>>>>>
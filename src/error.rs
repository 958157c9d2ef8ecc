//! Crate error type.
//!
//! The box pipeline itself never fails; errors only come from the host side:
//! SDL setup and presentation, image encoding, and startup configuration.

use std::fmt;

#[derive(Debug)]
pub enum Error {
    /// SDL reports failures as plain strings.
    Sdl(String),
    Image(image::ImageError),
    InvalidConfig(String),
}

impl fmt::Display for Error {
    fn fmt(&self, f: &mut fmt::Formatter<'_>) -> fmt::Result {
        match self {
            Error::Sdl(msg) => write!(f, "SDL error: {msg}"),
            Error::Image(err) => write!(f, "image error: {err}"),
            Error::InvalidConfig(msg) => write!(f, "invalid configuration: {msg}"),
        }
    }
}

impl std::error::Error for Error {
    fn source(&self) -> Option<&(dyn std::error::Error + 'static)> {
        match self {
            Error::Image(err) => Some(err),
            Error::Sdl(_) | Error::InvalidConfig(_) => None,
        }
    }
}

impl From<String> for Error {
    fn from(msg: String) -> Self {
        Error::Sdl(msg)
    }
}

impl From<image::ImageError> for Error {
    fn from(err: image::ImageError) -> Self {
        Error::Image(err)
    }
}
<<<<<
■ WORK TO COMPLETE
Give back, unchanged, the line containing "#[derive(Debug)]" and each line that comes after it in the entries above, ending with the last.

■ TASK RESPONSE
#[derive(Debug)]
pub enum Error {
    /// SDL reports failures as plain strings.
    Sdl(String),
    Image(image::ImageError),
    InvalidConfig(String),
}

impl fmt::Display for Error {
    fn fmt(&self, f: &mut fmt::Formatter<'_>) -> fmt::Result {
        match self {
            Error::Sdl(msg) => write!(f, "SDL error: {msg}"),
            Error::Image(err) => write!(f, "image error: {err}"),
            Error::InvalidConfig(msg) => write!(f, "invalid configuration: {msg}"),
        }
    }
}

impl std::error::Error for Error {
    fn source(&self) -> Option<&(dyn std::error::Error + 'static)> {
        match self {
            Error::Image(err) => Some(err),
            Error::Sdl(_) | Error::InvalidConfig(_) => None,
        }
    }
}

impl From<String> for Error {
    fn from(msg: String) -> Self {
        Error::Sdl(msg)
    }
}

impl From<image::ImageError> for Error {
    fn from(err: image::ImageError) -> Self {
        Error::Image(err)
    }
}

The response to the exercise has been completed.